[WORK TO COMPLETE]
This exercise calls for an exact copy of the data below.

[INFORMATION PROVIDED]
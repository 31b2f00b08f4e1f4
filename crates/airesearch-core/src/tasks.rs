use std::sync::Arc;
use std::time::Instant;

use async_trait::async_trait;
use graph_flow::{Context, NextAction, Task, TaskResult};
use tracing::{debug, info, instrument, warn};

use crate::error::ResearchError;
use crate::metrics::record_stage_metrics;
use crate::model::{
    AgentRole, Finding, Report, SourceSnippet, Topic, validate_findings, validate_report,
};
use crate::stages::{AnalyzeStage, ReportStage, SearchStage};
use crate::trace::{TraceCollector, TraceEvent};

pub(crate) const KEY_TOPIC: &str = "topic";
pub(crate) const KEY_SNIPPETS: &str = "search.snippets";
pub(crate) const KEY_FINDINGS: &str = "analysis.findings";
pub(crate) const KEY_REPORT: &str = "report.output";
pub(crate) const KEY_ERROR: &str = "run.error";
pub(crate) const KEY_TRACE: &str = "trace.events";

async fn record_trace(context: &Context, stage: AgentRole, message: impl Into<String>) {
    let events: Vec<TraceEvent> = context.get(KEY_TRACE).await.unwrap_or_default();
    let mut collector = TraceCollector::from_events(events);
    collector.record(stage, message);
    context.set(KEY_TRACE, collector.into_events()).await;
}

fn elapsed_ms(started: Instant) -> u64 {
    started.elapsed().as_millis() as u64
}

/// Park the failure in the context and stop the graph.
async fn abort(
    context: &Context,
    stage: AgentRole,
    started: Instant,
    error: ResearchError,
) -> graph_flow::Result<TaskResult> {
    let duration_ms = elapsed_ms(started);
    record_stage_metrics(stage, "error", duration_ms);
    record_trace(context, stage, format!("failed: {error}")).await;
    warn!(%stage, kind = error.kind(), %error, duration_ms, "stage failed; aborting run");

    let message = error.to_string();
    context.set(KEY_ERROR, &error).await;
    Ok(TaskResult::new(Some(message), NextAction::End))
}

async fn require_topic(context: &Context) -> Result<Topic, ResearchError> {
    context
        .get::<Topic>(KEY_TOPIC)
        .await
        .ok_or_else(|| ResearchError::Orchestration("topic missing from run context".to_string()))
}

pub struct SearchTask {
    stage: Arc<dyn SearchStage>,
    max_results: usize,
}

impl SearchTask {
    pub fn new(stage: Arc<dyn SearchStage>, max_results: usize) -> Self {
        Self { stage, max_results }
    }
}

#[async_trait]
impl Task for SearchTask {
    fn id(&self) -> &str {
        "search"
    }

    #[instrument(name = "task.search", skip(self, context))]
    async fn run(&self, context: Context) -> graph_flow::Result<TaskResult> {
        let started = Instant::now();
        let role = self.stage.role();

        let topic = match require_topic(&context).await {
            Ok(topic) => topic,
            Err(err) => return abort(&context, role, started, err).await,
        };
        if self.max_results == 0 {
            let err = ResearchError::InvalidInput("max_results must be at least 1".to_string());
            return abort(&context, role, started, err).await;
        }

        let snippets = match self.stage.search(&topic, self.max_results).await {
            Ok(snippets) => snippets,
            Err(err) => return abort(&context, role, started, err).await,
        };

        let duration_ms = elapsed_ms(started);
        record_stage_metrics(role, "ok", duration_ms);
        record_trace(&context, role, format!("collected {} snippets", snippets.len())).await;
        info!(%topic, snippets = snippets.len(), duration_ms, "search stage completed");
        let urls: Vec<&str> = snippets.iter().map(|s| s.url.as_str()).collect();
        debug!(?urls, "search results");

        context.set(KEY_SNIPPETS, &snippets).await;

        Ok(TaskResult::new(
            Some(format!("Collected {} sources for \"{}\"", snippets.len(), topic)),
            NextAction::ContinueAndExecute,
        ))
    }
}

pub struct AnalyzeTask {
    stage: Arc<dyn AnalyzeStage>,
}

impl AnalyzeTask {
    pub fn new(stage: Arc<dyn AnalyzeStage>) -> Self {
        Self { stage }
    }
}

#[async_trait]
impl Task for AnalyzeTask {
    fn id(&self) -> &str {
        "analyze"
    }

    #[instrument(name = "task.analyze", skip(self, context))]
    async fn run(&self, context: Context) -> graph_flow::Result<TaskResult> {
        let started = Instant::now();
        let role = self.stage.role();
        let snippets: Vec<SourceSnippet> = context.get(KEY_SNIPPETS).await.unwrap_or_default();

        let findings = match self.stage.analyze(&snippets).await {
            Ok(findings) => findings,
            Err(err) => return abort(&context, role, started, err).await,
        };
        if let Err(err) = validate_findings(&findings, snippets.len()) {
            return abort(&context, role, started, err).await;
        }

        let duration_ms = elapsed_ms(started);
        record_stage_metrics(role, "ok", duration_ms);
        record_trace(&context, role, format!("extracted {} findings", findings.len())).await;
        info!(
            snippets = snippets.len(),
            findings = findings.len(),
            duration_ms,
            "analysis stage completed"
        );

        context.set(KEY_FINDINGS, &findings).await;

        Ok(TaskResult::new(
            Some(format!("Extracted {} findings", findings.len())),
            NextAction::ContinueAndExecute,
        ))
    }
}

pub struct ReportTask {
    stage: Arc<dyn ReportStage>,
}

impl ReportTask {
    pub fn new(stage: Arc<dyn ReportStage>) -> Self {
        Self { stage }
    }
}

#[async_trait]
impl Task for ReportTask {
    fn id(&self) -> &str {
        "report"
    }

    #[instrument(name = "task.report", skip(self, context))]
    async fn run(&self, context: Context) -> graph_flow::Result<TaskResult> {
        let started = Instant::now();
        let role = self.stage.role();

        let topic = match require_topic(&context).await {
            Ok(topic) => topic,
            Err(err) => return abort(&context, role, started, err).await,
        };
        let snippets: Vec<SourceSnippet> = context.get(KEY_SNIPPETS).await.unwrap_or_default();
        let findings: Vec<Finding> = context.get(KEY_FINDINGS).await.unwrap_or_default();

        let report: Report = match self.stage.generate(&topic, &findings, &snippets).await {
            Ok(report) => report,
            Err(err) => return abort(&context, role, started, err).await,
        };
        if let Err(err) = validate_report(&report, &findings) {
            return abort(&context, role, started, err).await;
        }

        let duration_ms = elapsed_ms(started);
        record_stage_metrics(role, "ok", duration_ms);
        record_trace(
            &context,
            role,
            format!("wrote {} sections", report.sections.len()),
        )
        .await;
        info!(
            title = %report.title,
            sections = report.sections.len(),
            duration_ms,
            "report stage completed"
        );

        let title = report.title.clone();
        context.set(KEY_REPORT, &report).await;

        Ok(TaskResult::new(Some(title), NextAction::End))
    }
}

[RESULT BELOW]
repository 31b2f00b08f4e1f4
filename crates/airesearch-core/src/tasks.rs
use std::sync::Arc;
use std::time::Instant;

use async_trait::async_trait;
use graph_flow::{Context, NextAction, Task, TaskResult};
use tracing::{debug, info, instrument, warn};

use crate::error::ResearchError;
use crate::metrics::record_stage_metrics;
use crate::model::{
    AgentRole, Finding, Report, SourceSnippet, Topic, validate_findings, validate_report,
};
use crate::stages::{AnalyzeStage, ReportStage, SearchStage};
use crate::trace::{TraceCollector, TraceEvent};

pub(crate) const KEY_TOPIC: &str = "topic";
pub(crate) const KEY_SNIPPETS: &str = "search.snippets";
pub(crate) const KEY_FINDINGS: &str = "analysis.findings";
pub(crate) const KEY_REPORT: &str = "report.output";
pub(crate) const KEY_ERROR: &str = "run.error";
pub(crate) const KEY_TRACE: &str = "trace.events";

async fn record_trace(context: &Context, stage: AgentRole, message: impl Into<String>) {
    let events: Vec<TraceEvent> = context.get(KEY_TRACE).await.unwrap_or_default();
    let mut collector = TraceCollector::from_events(events);
    collector.record(stage, message);
    context.set(KEY_TRACE, collector.into_events()).await;
}

fn elapsed_ms(started: Instant) -> u64 {
    started.elapsed().as_millis() as u64
}

/// Park the failure in the context and stop the graph.
async fn abort(
    context: &Context,
    stage: AgentRole,
    started: Instant,
    error: ResearchError,
) -> graph_flow::Result<TaskResult> {
    let duration_ms = elapsed_ms(started);
    record_stage_metrics(stage, "error", duration_ms);
    record_trace(context, stage, format!("failed: {error}")).await;
    warn!(%stage, kind = error.kind(), %error, duration_ms, "stage failed; aborting run");

    let message = error.to_string();
    context.set(KEY_ERROR, &error).await;
    Ok(TaskResult::new(Some(message), NextAction::End))
}

async fn require_topic(context: &Context) -> Result<Topic, ResearchError> {
    context
        .get::<Topic>(KEY_TOPIC)
        .await
        .ok_or_else(|| ResearchError::Orchestration("topic missing from run context".to_string()))
}

pub struct SearchTask {
    stage: Arc<dyn SearchStage>,
    max_results: usize,
}

impl SearchTask {
    pub fn new(stage: Arc<dyn SearchStage>, max_results: usize) -> Self {
        Self { stage, max_results }
    }
}

#[async_trait]
impl Task for SearchTask {
    fn id(&self) -> &str {
        "search"
    }

    #[instrument(name = "task.search", skip(self, context))]
    async fn run(&self, context: Context) -> graph_flow::Result<TaskResult> {
        let started = Instant::now();
        let role = self.stage.role();

        let topic = match require_topic(&context).await {
            Ok(topic) => topic,
            Err(err) => return abort(&context, role, started, err).await,
        };
        if self.max_results == 0 {
            let err = ResearchError::InvalidInput("max_results must be at least 1".to_string());
            return abort(&context, role, started, err).await;
        }

        let snippets = match self.stage.search(&topic, self.max_results).await {
            Ok(snippets) => snippets,
            Err(err) => return abort(&context, role, started, err).await,
        };

        let duration_ms = elapsed_ms(started);
        record_stage_metrics(role, "ok", duration_ms);
        record_trace(&context, role, format!("collected {} snippets", snippets.len())).await;
        info!(%topic, snippets = snippets.len(), duration_ms, "search stage completed");
        let urls: Vec<&str> = snippets.iter().map(|s| s.url.as_str()).collect();
        debug!(?urls, "search results");

        context.set(KEY_SNIPPETS, &snippets).await;

        Ok(TaskResult::new(
            Some(format!("Collected {} sources for \"{}\"", snippets.len(), topic)),
            NextAction::ContinueAndExecute,
        ))
    }
}

pub struct AnalyzeTask {
    stage: Arc<dyn AnalyzeStage>,
}

impl AnalyzeTask {
    pub fn new(stage: Arc<dyn AnalyzeStage>) -> Self {
        Self { stage }
    }
}

#[async_trait]
impl Task for AnalyzeTask {
    fn id(&self) -> &str {
        "analyze"
    }

    #[instrument(name = "task.analyze", skip(self, context))]
    async fn run(&self, context: Context) -> graph_flow::Result<TaskResult> {
        let started = Instant::now();
        let role = self.stage.role();
        let snippets: Vec<SourceSnippet> = context.get(KEY_SNIPPETS).await.unwrap_or_default();

        let findings = match self.stage.analyze(&snippets).await {
            Ok(findings) => findings,
            Err(err) => return abort(&context, role, started, err).await,
        };
        if let Err(err) = validate_findings(&findings, snippets.len()) {
            return abort(&context, role, started, err).await;
        }

        let duration_ms = elapsed_ms(started);
        record_stage_metrics(role, "ok", duration_ms);
        record_trace(&context, role, format!("extracted {} findings", findings.len())).await;
        info!(
            snippets = snippets.len(),
            findings = findings.len(),
            duration_ms,
            "analysis stage completed"
        );

        context.set(KEY_FINDINGS, &findings).await;

        Ok(TaskResult::new(
            Some(format!("Extracted {} findings", findings.len())),
            NextAction::ContinueAndExecute,
        ))
    }
}

pub struct ReportTask {
    stage: Arc<dyn ReportStage>,
}

impl ReportTask {
    pub fn new(stage: Arc<dyn ReportStage>) -> Self {
        Self { stage }
    }
}

#[async_trait]
impl Task for ReportTask {
    fn id(&self) -> &str {
        "report"
    }

    #[instrument(name = "task.report", skip(self, context))]
    async fn run(&self, context: Context) -> graph_flow::Result<TaskResult> {
        let started = Instant::now();
        let role = self.stage.role();

        let topic = match require_topic(&context).await {
            Ok(topic) => topic,
            Err(err) => return abort(&context, role, started, err).await,
        };
        let snippets: Vec<SourceSnippet> = context.get(KEY_SNIPPETS).await.unwrap_or_default();
        let findings: Vec<Finding> = context.get(KEY_FINDINGS).await.unwrap_or_default();

        let report: Report = match self.stage.generate(&topic, &findings, &snippets).await {
            Ok(report) => report,
            Err(err) => return abort(&context, role, started, err).await,
        };
        if let Err(err) = validate_report(&report, &findings) {
            return abort(&context, role, started, err).await;
        }

        let duration_ms = elapsed_ms(started);
        record_stage_metrics(role, "ok", duration_ms);
        record_trace(
            &context,
            role,
            format!("wrote {} sections", report.sections.len()),
        )
        .await;
        info!(
            title = %report.title,
            sections = report.sections.len(),
            duration_ms,
            "report stage completed"
        );

        let title = report.title.clone();
        context.set(KEY_REPORT, &report).await;

        Ok(TaskResult::new(Some(title), NextAction::End))
    }
}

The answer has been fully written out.